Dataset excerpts

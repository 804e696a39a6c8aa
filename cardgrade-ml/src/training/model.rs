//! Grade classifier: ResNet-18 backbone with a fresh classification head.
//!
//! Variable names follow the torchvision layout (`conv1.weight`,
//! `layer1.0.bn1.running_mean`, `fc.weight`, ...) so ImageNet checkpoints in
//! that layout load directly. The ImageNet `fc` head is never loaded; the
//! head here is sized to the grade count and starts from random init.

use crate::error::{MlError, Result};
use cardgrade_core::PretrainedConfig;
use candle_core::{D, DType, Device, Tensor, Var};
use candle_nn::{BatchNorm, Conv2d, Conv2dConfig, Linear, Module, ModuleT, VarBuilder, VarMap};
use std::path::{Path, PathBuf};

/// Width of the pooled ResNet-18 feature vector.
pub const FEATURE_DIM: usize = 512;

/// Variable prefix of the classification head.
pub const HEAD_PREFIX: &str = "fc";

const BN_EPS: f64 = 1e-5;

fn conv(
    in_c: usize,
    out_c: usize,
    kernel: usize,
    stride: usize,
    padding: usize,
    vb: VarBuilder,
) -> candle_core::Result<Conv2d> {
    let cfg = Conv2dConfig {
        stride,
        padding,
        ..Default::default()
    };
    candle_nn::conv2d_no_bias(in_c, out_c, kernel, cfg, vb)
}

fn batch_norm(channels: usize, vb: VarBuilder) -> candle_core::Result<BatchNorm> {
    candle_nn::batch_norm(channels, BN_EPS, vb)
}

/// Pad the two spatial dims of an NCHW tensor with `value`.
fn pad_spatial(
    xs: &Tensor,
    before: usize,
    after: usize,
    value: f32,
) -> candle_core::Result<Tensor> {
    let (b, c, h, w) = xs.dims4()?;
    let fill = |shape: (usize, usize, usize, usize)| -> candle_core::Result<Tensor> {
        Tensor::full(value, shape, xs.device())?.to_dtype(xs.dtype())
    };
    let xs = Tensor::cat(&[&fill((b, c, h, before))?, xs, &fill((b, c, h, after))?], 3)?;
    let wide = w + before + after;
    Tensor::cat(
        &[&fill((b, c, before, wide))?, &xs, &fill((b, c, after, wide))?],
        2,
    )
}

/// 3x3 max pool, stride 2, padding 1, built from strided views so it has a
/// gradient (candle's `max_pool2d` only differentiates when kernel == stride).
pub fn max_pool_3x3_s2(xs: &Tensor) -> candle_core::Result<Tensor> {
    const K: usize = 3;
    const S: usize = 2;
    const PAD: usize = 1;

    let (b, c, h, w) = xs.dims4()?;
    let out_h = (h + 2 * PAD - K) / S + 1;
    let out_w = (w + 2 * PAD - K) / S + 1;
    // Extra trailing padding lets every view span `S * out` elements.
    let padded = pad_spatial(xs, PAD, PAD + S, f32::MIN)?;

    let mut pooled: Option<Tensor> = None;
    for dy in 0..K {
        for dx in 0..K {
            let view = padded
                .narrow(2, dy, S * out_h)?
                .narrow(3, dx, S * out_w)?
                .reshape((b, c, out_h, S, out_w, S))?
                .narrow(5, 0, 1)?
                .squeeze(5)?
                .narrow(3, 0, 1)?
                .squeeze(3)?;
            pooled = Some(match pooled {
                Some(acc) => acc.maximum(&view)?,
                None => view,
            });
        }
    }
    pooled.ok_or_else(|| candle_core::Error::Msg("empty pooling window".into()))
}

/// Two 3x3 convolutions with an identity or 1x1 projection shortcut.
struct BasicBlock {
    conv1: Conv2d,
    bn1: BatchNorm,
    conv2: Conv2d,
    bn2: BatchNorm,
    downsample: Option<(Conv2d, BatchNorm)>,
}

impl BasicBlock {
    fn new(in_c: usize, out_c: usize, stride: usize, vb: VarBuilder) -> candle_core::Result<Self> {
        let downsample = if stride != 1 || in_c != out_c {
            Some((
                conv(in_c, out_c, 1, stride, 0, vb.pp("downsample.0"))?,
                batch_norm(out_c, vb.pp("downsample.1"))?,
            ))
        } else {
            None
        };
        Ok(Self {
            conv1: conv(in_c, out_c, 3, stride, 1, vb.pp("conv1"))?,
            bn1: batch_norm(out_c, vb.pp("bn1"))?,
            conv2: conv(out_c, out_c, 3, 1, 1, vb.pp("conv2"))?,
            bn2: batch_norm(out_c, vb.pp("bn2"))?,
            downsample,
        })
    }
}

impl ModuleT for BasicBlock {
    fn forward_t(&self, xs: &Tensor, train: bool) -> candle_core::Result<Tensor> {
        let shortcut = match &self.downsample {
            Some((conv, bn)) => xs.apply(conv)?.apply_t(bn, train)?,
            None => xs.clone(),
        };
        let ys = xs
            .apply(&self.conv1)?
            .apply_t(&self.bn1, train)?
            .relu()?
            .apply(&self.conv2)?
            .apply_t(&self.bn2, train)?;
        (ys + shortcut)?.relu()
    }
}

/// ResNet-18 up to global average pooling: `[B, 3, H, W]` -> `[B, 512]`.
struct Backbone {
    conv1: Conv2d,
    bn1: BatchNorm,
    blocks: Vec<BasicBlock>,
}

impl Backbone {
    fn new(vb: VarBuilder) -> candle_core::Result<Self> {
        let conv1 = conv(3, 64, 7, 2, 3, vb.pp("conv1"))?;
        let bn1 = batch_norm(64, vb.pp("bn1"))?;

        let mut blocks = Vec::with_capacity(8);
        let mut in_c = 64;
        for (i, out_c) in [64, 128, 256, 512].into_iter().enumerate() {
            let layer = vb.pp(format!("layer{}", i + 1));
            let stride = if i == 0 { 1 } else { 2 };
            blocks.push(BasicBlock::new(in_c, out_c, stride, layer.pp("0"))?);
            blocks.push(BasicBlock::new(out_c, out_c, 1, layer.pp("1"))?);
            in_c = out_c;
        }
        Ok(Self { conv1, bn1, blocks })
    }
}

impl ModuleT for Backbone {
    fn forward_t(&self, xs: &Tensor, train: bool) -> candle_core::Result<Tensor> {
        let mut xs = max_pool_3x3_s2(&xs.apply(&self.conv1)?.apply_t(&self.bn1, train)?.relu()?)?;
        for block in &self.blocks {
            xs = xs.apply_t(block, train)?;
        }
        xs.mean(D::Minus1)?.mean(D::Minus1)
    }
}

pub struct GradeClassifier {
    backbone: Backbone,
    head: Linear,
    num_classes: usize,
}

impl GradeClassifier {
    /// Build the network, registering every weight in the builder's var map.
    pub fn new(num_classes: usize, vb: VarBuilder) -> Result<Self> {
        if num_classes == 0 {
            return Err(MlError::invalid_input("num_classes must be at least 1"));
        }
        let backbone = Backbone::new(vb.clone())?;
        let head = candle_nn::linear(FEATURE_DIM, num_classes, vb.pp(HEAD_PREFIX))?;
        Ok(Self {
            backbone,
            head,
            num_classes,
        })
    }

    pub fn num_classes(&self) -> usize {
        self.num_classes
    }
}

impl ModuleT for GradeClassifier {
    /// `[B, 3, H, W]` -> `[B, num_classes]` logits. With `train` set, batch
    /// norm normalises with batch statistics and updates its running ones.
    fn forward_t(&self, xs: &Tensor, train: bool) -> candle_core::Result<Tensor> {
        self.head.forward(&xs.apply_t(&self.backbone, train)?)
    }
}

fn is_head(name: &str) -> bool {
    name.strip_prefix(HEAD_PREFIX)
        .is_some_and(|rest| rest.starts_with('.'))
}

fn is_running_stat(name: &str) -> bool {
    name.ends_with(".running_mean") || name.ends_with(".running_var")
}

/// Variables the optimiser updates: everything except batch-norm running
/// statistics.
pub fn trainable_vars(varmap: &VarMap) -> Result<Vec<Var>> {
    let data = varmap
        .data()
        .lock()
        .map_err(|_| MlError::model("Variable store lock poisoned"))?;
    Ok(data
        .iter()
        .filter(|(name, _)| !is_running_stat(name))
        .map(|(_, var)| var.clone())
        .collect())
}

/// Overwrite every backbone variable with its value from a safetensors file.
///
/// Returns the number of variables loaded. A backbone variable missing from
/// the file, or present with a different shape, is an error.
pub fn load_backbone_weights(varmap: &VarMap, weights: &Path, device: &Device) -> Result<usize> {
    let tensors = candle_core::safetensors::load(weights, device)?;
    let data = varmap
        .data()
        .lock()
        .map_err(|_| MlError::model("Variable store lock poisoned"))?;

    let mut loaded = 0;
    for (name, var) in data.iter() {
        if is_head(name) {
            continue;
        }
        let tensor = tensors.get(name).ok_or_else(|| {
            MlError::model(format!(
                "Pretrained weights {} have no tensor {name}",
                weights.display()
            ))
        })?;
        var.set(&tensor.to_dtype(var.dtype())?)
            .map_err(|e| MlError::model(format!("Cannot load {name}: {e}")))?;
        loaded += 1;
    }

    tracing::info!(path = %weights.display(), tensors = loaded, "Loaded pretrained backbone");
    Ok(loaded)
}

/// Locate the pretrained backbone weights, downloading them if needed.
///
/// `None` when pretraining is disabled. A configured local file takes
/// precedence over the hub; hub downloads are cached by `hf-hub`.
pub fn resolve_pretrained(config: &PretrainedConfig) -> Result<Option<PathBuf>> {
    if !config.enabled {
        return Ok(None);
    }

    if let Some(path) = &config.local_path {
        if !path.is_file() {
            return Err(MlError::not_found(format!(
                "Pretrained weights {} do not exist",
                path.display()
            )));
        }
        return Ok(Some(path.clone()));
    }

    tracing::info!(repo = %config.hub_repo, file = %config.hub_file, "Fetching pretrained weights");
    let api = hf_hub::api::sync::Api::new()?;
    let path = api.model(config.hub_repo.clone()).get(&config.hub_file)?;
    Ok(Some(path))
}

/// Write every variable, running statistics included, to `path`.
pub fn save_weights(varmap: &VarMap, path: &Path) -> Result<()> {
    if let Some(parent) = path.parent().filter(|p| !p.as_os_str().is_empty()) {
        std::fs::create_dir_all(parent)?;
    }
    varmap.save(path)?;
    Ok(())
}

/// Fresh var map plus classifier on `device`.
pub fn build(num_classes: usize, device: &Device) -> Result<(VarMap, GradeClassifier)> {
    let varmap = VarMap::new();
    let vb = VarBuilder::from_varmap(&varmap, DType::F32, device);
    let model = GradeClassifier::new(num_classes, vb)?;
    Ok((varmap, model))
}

**DESCRIPTION OF THE TASK**
All that belongs in the answer is the run of lines above from the line containing "Pad the two" through the line containing "kernel == stride).", exactly as written.

**REPLY TO THE TASK**
/// Pad the two spatial dims of an NCHW tensor with `value`.
fn pad_spatial(
    xs: &Tensor,
    before: usize,
    after: usize,
    value: f32,
) -> candle_core::Result<Tensor> {
    let (b, c, h, w) = xs.dims4()?;
    let fill = |shape: (usize, usize, usize, usize)| -> candle_core::Result<Tensor> {
        Tensor::full(value, shape, xs.device())?.to_dtype(xs.dtype())
    };
    let xs = Tensor::cat(&[&fill((b, c, h, before))?, xs, &fill((b, c, h, after))?], 3)?;
    let wide = w + before + after;
    Tensor::cat(
        &[&fill((b, c, before, wide))?, &xs, &fill((b, c, after, wide))?],
        2,
    )
}

/// 3x3 max pool, stride 2, padding 1, built from strided views so it has a
/// gradient (candle's `max_pool2d` only differentiates when kernel == stride).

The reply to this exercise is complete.